- WHAT THE EXERCISE ASKS
Retype the records below from their first line through the line containing "with Pratt expression", and include nothing else.

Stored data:
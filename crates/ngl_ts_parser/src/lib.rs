//! Hand-rolled recursive descent parser for the TypeScript used in Angular
//! component sources.
//!
//! The parser builds a full AST for classes, statements and expressions,
//! which the lint rules walk, while type annotations, interfaces, type
//! aliases, enums and ambient declarations are skipped and kept only as
//! spans. The main entry point is [`parse_file`].
//!
//! # Architecture
//!
//! - **Lexer** ([`lexer`]): Converts source text to tokens, including
//!   regular expression literals and whole template literals.
//! - **Parser** ([`parser`]): Recursive descent parser with Pratt expression
//!   parsing and statement-level error recovery.
//! - **AST** ([`ast`]): All AST node types with spans and serde support.

#![warn(missing_docs)]

/// AST node types for the TypeScript parser.
pub mod ast;
mod decl;
mod expr;
/// Lexical analyzer for TypeScript source text.
pub mod lexer;
/// Recursive descent parser for TypeScript with error recovery.
pub mod parser;
mod stmt;
/// Token types for the TypeScript lexer.
pub mod token;

pub use ast::Program;
pub use parser::TsParser;
pub use token::{Token, TsToken};

use ngl_diagnostics::DiagnosticSink;
use ngl_source::{FileId, SourceDb};

/// Parses a TypeScript source file into an AST.
///
/// Errors are reported to the diagnostic sink and represented as `Error`
/// variants in the AST.
pub fn parse_file(file_id: FileId, source_db: &SourceDb, sink: &DiagnosticSink) -> Program {
    let file = source_db.get_file(file_id);
    parse_source(&file.content, file_id, sink)
}

/// Parses TypeScript source text that is not registered in a [`SourceDb`].
pub fn parse_source(source: &str, file: FileId, sink: &DiagnosticSink) -> Program {
    let tokens = lexer::lex(source, file, sink);
    let mut parser = TsParser::new(tokens, source, file, sink);
    parser.parse_program()
}

/// Parses a single expression spanning the whole of `source`.
pub fn parse_expression(source: &str, file: FileId, sink: &DiagnosticSink) -> ast::Expr {
    let tokens = lexer::lex(source, file, sink);
    let mut parser = TsParser::new(tokens, source, file, sink);
    let expr = parser.parse_expr();
    if !parser.at_eof() {
        parser.expected("end of expression");
    }
    expr
}
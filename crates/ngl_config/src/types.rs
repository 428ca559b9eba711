//! Configuration types deserialized from `ngl.toml`.

use serde::Deserialize;
use std::path::{Path, PathBuf};

/// The top-level project configuration parsed from `ngl.toml`.
#[derive(Debug, Deserialize)]
pub struct ProjectConfig {
    /// Core project metadata.
    pub project: ProjectMeta,
    /// Lint settings (deny/allow/warn rules, per-rule options).
    #[serde(default)]
    pub lint: LintConfig,
    /// Where the Ionic component declarations live.
    #[serde(default)]
    pub ionic: IonicConfig,
}

impl ProjectConfig {
    /// The configuration used when a project has no `ngl.toml`.
    ///
    /// The project is named after its directory.
    pub fn for_directory(project_dir: &Path) -> Self {
        let name = project_dir
            .file_name()
            .map(|n| n.to_string_lossy().into_owned())
            .filter(|n| !n.is_empty())
            .unwrap_or_else(|| "project".to_string());
        Self {
            project: ProjectMeta {
                name,
                src: default_src(),
            },
            lint: LintConfig::default(),
            ionic: IonicConfig::default(),
        }
    }
}

/// Core project metadata.
#[derive(Debug, Deserialize)]
pub struct ProjectMeta {
    /// The project name.
    pub name: String,
    /// Source directory walked by `ngl lint`, relative to the project root.
    #[serde(default = "default_src")]
    pub src: String,
}

fn default_src() -> String {
    "src".to_string()
}

/// Lint settings: severity overrides and rule options.
///
/// The level lists take rule names (`signal-usage`) or codes (`W105`).
#[derive(Debug, Default, Clone, Deserialize)]
pub struct LintConfig {
    /// Rules to treat as errors.
    #[serde(default)]
    pub deny: Vec<String>,
    /// Rules to suppress.
    #[serde(default)]
    pub allow: Vec<String>,
    /// Rules to enable as warnings, including rules that are off by default.
    #[serde(default)]
    pub warn: Vec<String>,
    /// Per-rule option tables.
    #[serde(default)]
    pub rules: RuleOptions,
}

/// Option tables keyed by rule name under `[lint.rules]`.
#[derive(Debug, Default, Clone, Deserialize)]
pub struct RuleOptions {
    /// `[lint.rules.deny-element]`.
    #[serde(default, rename = "deny-element")]
    pub deny_element: Option<DenyElementOptions>,
    /// `[lint.rules.prefer-readonly]`.
    #[serde(default, rename = "prefer-readonly")]
    pub prefer_readonly: PreferReadonlyOptions,
}

/// Options for the `deny-element` rule.
///
/// `elements` stays optional here so that a table without the key can be
/// reported as a rule setup error rather than a parse error.
#[derive(Debug, Default, Clone, Deserialize)]
pub struct DenyElementOptions {
    /// Tag names that must not appear in templates.
    #[serde(default)]
    pub elements: Option<Vec<String>>,
}

/// Options for the `prefer-readonly` rule.
#[derive(Debug, Default, Clone, Copy, Deserialize)]
pub struct PreferReadonlyOptions {
    /// Skip members declared `private` or with a `#` name.
    ///
    /// `ignorePrivateProperties` is accepted as well.
    #[serde(default, alias = "ignorePrivateProperties")]
    pub ignore_private_properties: bool,
}

/// Location of the Ionic declaration files and oracle cache sizing.
#[derive(Debug, Deserialize)]
pub struct IonicConfig {
    /// Root of the `@ionic/core` package, relative to the project root.
    #[serde(default = "default_core")]
    pub core: PathBuf,
    /// Capacity of the bounded raw caches (file contents, parsed declarations).
    #[serde(default = "default_cache_capacity")]
    pub cache_capacity: usize,
}

impl IonicConfig {
    /// Path of the interface root `components.d.ts` for a project.
    pub fn components_dts(&self, project_root: &Path) -> PathBuf {
        project_root
            .join(&self.core)
            .join("dist")
            .join("types")
            .join("components.d.ts")
    }
}

impl Default for IonicConfig {
    fn default() -> Self {
        Self {
            core: default_core(),
            cache_capacity: default_cache_capacity(),
        }
    }
}

fn default_core() -> PathBuf {
    PathBuf::from("node_modules/@ionic/core")
}

fn default_cache_capacity() -> usize {
    256
}

#[cfg(test)]
mod tests {
    use super::*;

    #[test]
    fn for_directory_uses_dir_name() {
        let config = ProjectConfig::for_directory(Path::new("/work/shop-app"));
        assert_eq!(config.project.name, "shop-app");
        assert_eq!(config.project.src, "src");
        assert!(config.lint.rules.deny_element.is_none());
        assert!(!config.lint.rules.prefer_readonly.ignore_private_properties);
    }

    #[test]
    fn components_dts_path() {
        let ionic = IonicConfig::default();
        assert_eq!(
            ionic.components_dts(Path::new("/work/app")),
            PathBuf::from("/work/app/node_modules/@ionic/core/dist/types/components.d.ts")
        );
        assert_eq!(ionic.cache_capacity, 256);
    }
}
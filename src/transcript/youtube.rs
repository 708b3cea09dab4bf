//! YouTube caption provider backed by yt-dlp.
//!
//! yt-dlp's metadata dump lists manually authored tracks under `subtitles`
//! and generated ones under `automatic_captions`, each mapping a language to
//! track variants. The `json3` variant carries timed events we can parse
//! without an XML dependency.

use super::{TranscriptProvider, TranscriptSegment};
use crate::error::{Result, SporreError};
use async_trait::async_trait;
use serde_json::Value;
use tokio::sync::Mutex;
use tracing::debug;

/// Caption track kind, as named in yt-dlp's dump.
#[derive(Debug, Clone, Copy, PartialEq, Eq)]
enum TrackKind {
    Manual,
    Generated,
}

impl TrackKind {
    fn dump_key(self) -> &'static str {
        match self {
            TrackKind::Manual => "subtitles",
            TrackKind::Generated => "automatic_captions",
        }
    }
}

/// YouTube transcript provider.
pub struct YtDlpTranscripts {
    http: reqwest::Client,
    // Both resolver attempts hit the same video; remember the last dump so
    // the fallback does not spawn yt-dlp twice.
    probe_cache: Mutex<Option<(String, Value)>>,
}

impl YtDlpTranscripts {
    pub fn new() -> Self {
        Self {
            http: reqwest::Client::new(),
            probe_cache: Mutex::new(None),
        }
    }

    /// Fetch yt-dlp's metadata dump for a video.
    async fn probe(&self, video_id: &str) -> Result<Value> {
        {
            let cache = self.probe_cache.lock().await;
            if let Some((cached_id, dump)) = cache.as_ref() {
                if cached_id == video_id {
                    return Ok(dump.clone());
                }
            }
        }

        let url = format!("https://www.youtube.com/watch?v={}", video_id);

        let output = tokio::process::Command::new("yt-dlp")
            .args(["--dump-json", "--no-download", "--no-warnings", &url])
            .output()
            .await
            .map_err(|e| {
                if e.kind() == std::io::ErrorKind::NotFound {
                    SporreError::ToolNotFound("yt-dlp".to_string())
                } else {
                    SporreError::Transcript(format!("Failed to run yt-dlp: {}", e))
                }
            })?;

        if !output.status.success() {
            let stderr = String::from_utf8_lossy(&output.stderr);
            return Err(SporreError::Transcript(format!(
                "Video {} not found or unavailable: {}",
                video_id, stderr
            )));
        }

        let dump: Value = serde_json::from_slice(&output.stdout).map_err(|e| {
            SporreError::Transcript(format!("Failed to parse yt-dlp output: {}", e))
        })?;

        let mut cache = self.probe_cache.lock().await;
        *cache = Some((video_id.to_string(), dump.clone()));

        Ok(dump)
    }

    async fn fetch_track(
        &self,
        video_id: &str,
        kind: TrackKind,
        language: &str,
    ) -> Result<Option<Vec<TranscriptSegment>>> {
        let dump = self.probe(video_id).await?;

        if captions_disabled(&dump) {
            return Err(SporreError::TranscriptsDisabled(video_id.to_string()));
        }

        let Some(url) = select_track_url(&dump, kind.dump_key(), language) else {
            return Ok(None);
        };

        debug!("Fetching {} {} track for {}", language, kind.dump_key(), video_id);

        let payload: Value = self
            .http
            .get(&url)
            .send()
            .await?
            .error_for_status()?
            .json()
            .await?;

        Ok(Some(parse_json3_events(&payload)))
    }
}

impl Default for YtDlpTranscripts {
    fn default() -> Self {
        Self::new()
    }
}

#[async_trait]
impl TranscriptProvider for YtDlpTranscripts {
    async fn manual(
        &self,
        video_id: &str,
        language: &str,
    ) -> Result<Option<Vec<TranscriptSegment>>> {
        self.fetch_track(video_id, TrackKind::Manual, language).await
    }

    async fn generated(
        &self,
        video_id: &str,
        language: &str,
    ) -> Result<Option<Vec<TranscriptSegment>>> {
        self.fetch_track(video_id, TrackKind::Generated, language)
            .await
    }
}

/// A video with captions turned off exposes no tracks of either kind.
fn captions_disabled(dump: &Value) -> bool {
    let has_entries = |key: &str| {
        dump.get(key)
            .and_then(|v| v.as_object())
            .map(|m| !m.is_empty())
            .unwrap_or(false)
    };

    !has_entries("subtitles") && !has_entries("automatic_captions")
}

/// Pick the track URL for a language, preferring the `json3` variant.
fn select_track_url(dump: &Value, dump_key: &str, language: &str) -> Option<String> {
    let variants = dump.get(dump_key)?.get(language)?.as_array()?;

    let json3 = variants
        .iter()
        .find(|v| v.get("ext").and_then(|e| e.as_str()) == Some("json3"));

    json3
        .or_else(|| variants.first())
        .and_then(|v| v.get("url"))
        .and_then(|u| u.as_str())
        .map(|u| u.to_string())
}

/// Parse a `json3` caption payload into timed segments.
fn parse_json3_events(payload: &Value) -> Vec<TranscriptSegment> {
    let Some(events) = payload.get("events").and_then(|e| e.as_array()) else {
        return Vec::new();
    };

    events
        .iter()
        .filter_map(|event| {
            let segs = event.get("segs")?.as_array()?;
            let text: String = segs
                .iter()
                .filter_map(|s| s.get("utf8").and_then(|t| t.as_str()))
                .collect::<Vec<_>>()
                .join("");

            let text = text.trim().to_string();
            if text.is_empty() {
                return None;
            }

            let start_ms = event.get("tStartMs").and_then(|v| v.as_f64()).unwrap_or(0.0);
            let duration_ms = event
                .get("dDurationMs")
                .and_then(|v| v.as_f64())
                .unwrap_or(0.0);

            Some(TranscriptSegment {
                text,
                start_seconds: start_ms / 1000.0,
                duration_seconds: duration_ms / 1000.0,
            })
        })
        .collect()
}
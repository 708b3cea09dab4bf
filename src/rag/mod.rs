//! Retrieval-augmented question answering over indexed transcripts.
//!
//! Retrieval is two-stage: a diversity-aware nearest-neighbor pass over the
//! embedding index, then a learned-relevance rerank that truncates to the
//! passages actually handed to generation. Answers are produced as a typed
//! event stream with exactly one terminal event.

mod engine;
mod mmr;
pub mod prompts;
mod rerank;
mod retriever;
mod stream;

pub use engine::ChatEngine;
pub use mmr::mmr_select;
pub use rerank::{CohereReranker, Reranker};
pub use retriever::Retriever;
pub use stream::{stream_answer, ChatEvent, Generator, OpenAIGenerator};

use crate::index::ScoredChunk;

/// A retrieved passage formatted for inclusion as generation context.
#[derive(Debug, Clone, PartialEq)]
pub struct ContextPassage {
    /// Video the passage came from.
    pub video_id: String,
    /// Video title.
    pub title: String,
    /// Passage text.
    pub text: String,
    /// Relevance score (base similarity, replaced by the reranker's learned
    /// score after stage two).
    pub relevance: f32,
}

impl From<ScoredChunk> for ContextPassage {
    fn from(result: ScoredChunk) -> Self {
        Self {
            video_id: result.chunk.video_id.clone(),
            title: result.chunk.metadata.title.clone(),
            text: result.chunk.text,
            relevance: result.score,
        }
    }
}
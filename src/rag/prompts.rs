//! Prompt construction for answer generation.

use super::ContextPassage;

/// Fixed generation instruction. Answers come only from the supplied
/// context, in bullet form, with an explicit fallback when the context does
/// not contain the answer.
pub const SYSTEM_INSTRUCTION: &str = "You are a precise and structured assistant.\n\
Answer the question using ONLY the provided context.\n\
If the answer is not present in the context, clearly say: 'I do not know.'\n\
\n\
Guidelines for the answer:\n\
- Use clear bullet points only (no paragraphs).\n\
- Group related points under short, meaningful headings when appropriate.\n\
- Keep bullets concise and factual.\n\
- Do not add assumptions, examples, or external knowledge.";

/// Build the system prompt: the fixed instruction plus the context block.
pub fn build_system_prompt(passages: &[ContextPassage]) -> String {
    format!(
        "{}\n\nContext:\n{}",
        SYSTEM_INSTRUCTION,
        format_context(passages)
    )
}

/// Format passages as a numbered context block.
pub fn format_context(passages: &[ContextPassage]) -> String {
    passages
        .iter()
        .enumerate()
        .map(|(i, passage)| {
            format!("---\n[{}] {}\n{}\n---", i + 1, passage.title, passage.text)
        })
        .collect::<Vec<_>>()
        .join("\n\n")
}

#[cfg(test)]
mod tests {
    use super::*;

    fn passage(title: &str, text: &str) -> ContextPassage {
        ContextPassage {
            video_id: "video1".to_string(),
            title: title.to_string(),
            text: text.to_string(),
            relevance: 0.5,
        }
    }

    #[test]
    fn test_context_is_numbered_in_order() {
        let formatted = format_context(&[
            passage("Talk", "first passage"),
            passage("Talk", "second passage"),
        ]);

        assert!(formatted.contains("[1] Talk\nfirst passage"));
        assert!(formatted.contains("[2] Talk\nsecond passage"));
        assert!(formatted.find("[1]").unwrap() < formatted.find("[2]").unwrap());
    }

    #[test]
    fn test_system_prompt_carries_instruction_and_context() {
        let prompt = build_system_prompt(&[passage("Talk", "the only passage")]);
        assert!(prompt.starts_with("You are a precise and structured assistant."));
        assert!(prompt.contains("I do not know."));
        assert!(prompt.contains("the only passage"));
    }
}
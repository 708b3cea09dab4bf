//! Ingestion orchestrator.
//!
//! Coordinates transcript resolution, dedup, invalidation, metadata
//! enrichment, chunking, and indexing into one idempotent ingest-or-skip
//! operation per video.

use crate::config::Settings;
use crate::embedding::{Embedder, OpenAIEmbedder};
use crate::error::{Result, SporreError};
use crate::index::{ChunkMetadata, EmbeddingIndex, IndexedChunk, SqliteEmbeddingIndex};
use crate::ingest::{
    fingerprint, normalize_text, split_text, IngestionStore, SqliteIngestionStore,
};
use crate::metadata::{MetadataProvider, YouTubeDataApi};
use crate::transcript::{TranscriptResolver, YtDlpTranscripts};
use std::sync::Arc;
use tracing::{info, instrument, warn};

/// The main orchestrator for the ingestion pipeline.
pub struct Orchestrator {
    settings: Settings,
    resolver: Arc<TranscriptResolver>,
    records: Arc<dyn IngestionStore>,
    metadata: Arc<dyn MetadataProvider>,
    embedder: Arc<dyn Embedder>,
    index: Arc<dyn EmbeddingIndex>,
}

impl Orchestrator {
    /// Create a new orchestrator with the default component set.
    pub fn new(settings: Settings) -> Result<Self> {
        let resolver = Arc::new(TranscriptResolver::new(
            Arc::new(YtDlpTranscripts::new()),
            settings.transcript.language.clone(),
        ));
        let records = Arc::new(SqliteIngestionStore::new(&settings.records_path())?);
        let metadata = Arc::new(YouTubeDataApi::new(settings.youtube.resolve_api_key()));
        let embedder = Arc::new(OpenAIEmbedder::with_config(
            &settings.embedding.model,
            settings.embedding.dimensions as usize,
        ));
        let index = Arc::new(SqliteEmbeddingIndex::new(&settings.index_path())?);

        Ok(Self {
            settings,
            resolver,
            records,
            metadata,
            embedder,
            index,
        })
    }

    /// Create an orchestrator with custom components.
    pub fn with_components(
        settings: Settings,
        resolver: Arc<TranscriptResolver>,
        records: Arc<dyn IngestionStore>,
        metadata: Arc<dyn MetadataProvider>,
        embedder: Arc<dyn Embedder>,
        index: Arc<dyn EmbeddingIndex>,
    ) -> Self {
        Self {
            settings,
            resolver,
            records,
            metadata,
            embedder,
            index,
        }
    }

    /// Get a reference to the embedding index.
    pub fn index(&self) -> Arc<dyn EmbeddingIndex> {
        self.index.clone()
    }

    /// Get a reference to the embedder.
    pub fn embedder(&self) -> Arc<dyn Embedder> {
        self.embedder.clone()
    }

    /// Get the settings.
    pub fn settings(&self) -> &Settings {
        &self.settings
    }

    /// Ingest a video's transcript. Returns the number of chunks added,
    /// 0 when the content is unchanged since the last ingest.
    ///
    /// Stages run strictly in order and every failure leaves the index for
    /// the video either empty or in its prior consistent state. The
    /// ingestion record is only written after indexing fully succeeds, so a
    /// record never points at a half-written chunk set.
    #[instrument(skip(self), fields(video_id = %video_id))]
    pub async fn ingest(&self, video_id: &str) -> Result<usize> {
        // Resolve. Failures propagate before anything is mutated.
        let resolved = self.resolver.resolve(video_id).await?;
        info!(
            "Resolved {} transcript for {} ({} chars, {} source)",
            resolved.language,
            video_id,
            resolved.text.len(),
            resolved.source
        );

        // Fingerprint off the async runtime; transcripts run to hundreds of
        // kilobytes.
        let text_for_hash = resolved.text.clone();
        let transcript_hash =
            tokio::task::spawn_blocking(move || fingerprint(&normalize_text(&text_for_hash)))
                .await
                .map_err(|e| SporreError::Internal(format!("fingerprint task failed: {}", e)))?;

        // Dedup short-circuit: unchanged content skips every later stage.
        let record = self.records.get(video_id, &resolved.language).await?;
        if let Some(record) = &record {
            if record.transcript_hash == transcript_hash {
                info!("Transcript for {} unchanged, skipping", video_id);
                return Ok(0);
            }
        }

        // Invalidate: the index never holds two content versions at once.
        let removed = self.index.delete(video_id).await?;
        if removed > 0 {
            info!("Invalidated {} stale chunks for {}", removed, video_id);
        }

        // Enrich. A failure here leaves the index empty for this video,
        // consistent with the invalidation above.
        let video_meta = self.metadata.fetch(video_id).await?;

        let chunk_metadata = ChunkMetadata {
            source: "youtube".to_string(),
            title: video_meta.title,
            description: video_meta.description,
            channel: video_meta.channel,
            published_at: video_meta.published_at,
            tags: if video_meta.tags.is_empty() {
                None
            } else {
                Some(video_meta.tags.join(", "))
            },
            duration: video_meta.duration,
            language: resolved.language.clone(),
            transcript_source: resolved.source,
        };

        // Chunk.
        let pieces = split_text(
            &resolved.text,
            self.settings.chunking.chunk_size,
            self.settings.chunking.chunk_overlap,
        );

        // Index, rolling back to the empty state if the write fails.
        let added = match self.index_pieces(video_id, pieces, chunk_metadata).await {
            Ok(added) => added,
            Err(e) => {
                warn!("Indexing {} failed, rolling back: {}", video_id, e);
                if let Err(rollback) = self.index.delete(video_id).await {
                    warn!("Rollback delete for {} failed: {}", video_id, rollback);
                }
                return Err(e);
            }
        };

        // Record only after the index is fully written.
        self.records
            .upsert(video_id, &resolved.language, &transcript_hash)
            .await?;

        info!("Ingested {} chunks for {}", added, video_id);
        Ok(added)
    }

    /// Embed chunk texts and add them to the index.
    async fn index_pieces(
        &self,
        video_id: &str,
        pieces: Vec<String>,
        metadata: ChunkMetadata,
    ) -> Result<usize> {
        let embeddings = self.embedder.embed_batch(&pieces).await?;

        let chunks: Vec<IndexedChunk> = pieces
            .into_iter()
            .zip(embeddings)
            .enumerate()
            .map(|(order, (text, embedding))| {
                IndexedChunk::new(
                    video_id.to_string(),
                    text,
                    order as i32,
                    embedding,
                    metadata.clone(),
                )
            })
            .collect();

        self.index.add(&chunks).await
    }
}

- RESULT OF THE TASK
filename crates/ngl_ts_parser/src/lib.rs
//! Hand-rolled recursive descent parser for the TypeScript used in Angular
//! component sources.
//!
//! The parser builds a full AST for classes, statements and expressions,
//! which the lint rules walk, while type annotations, interfaces, type
//! aliases, enums and ambient declarations are skipped and kept only as
//! spans. The main entry point is [`parse_file`].
//!
//! # Architecture
//!
//! - **Lexer** ([`lexer`]): Converts source text to tokens, including
//!   regular expression literals and whole template literals.
//! - **Parser** ([`parser`]): Recursive descent parser with Pratt expression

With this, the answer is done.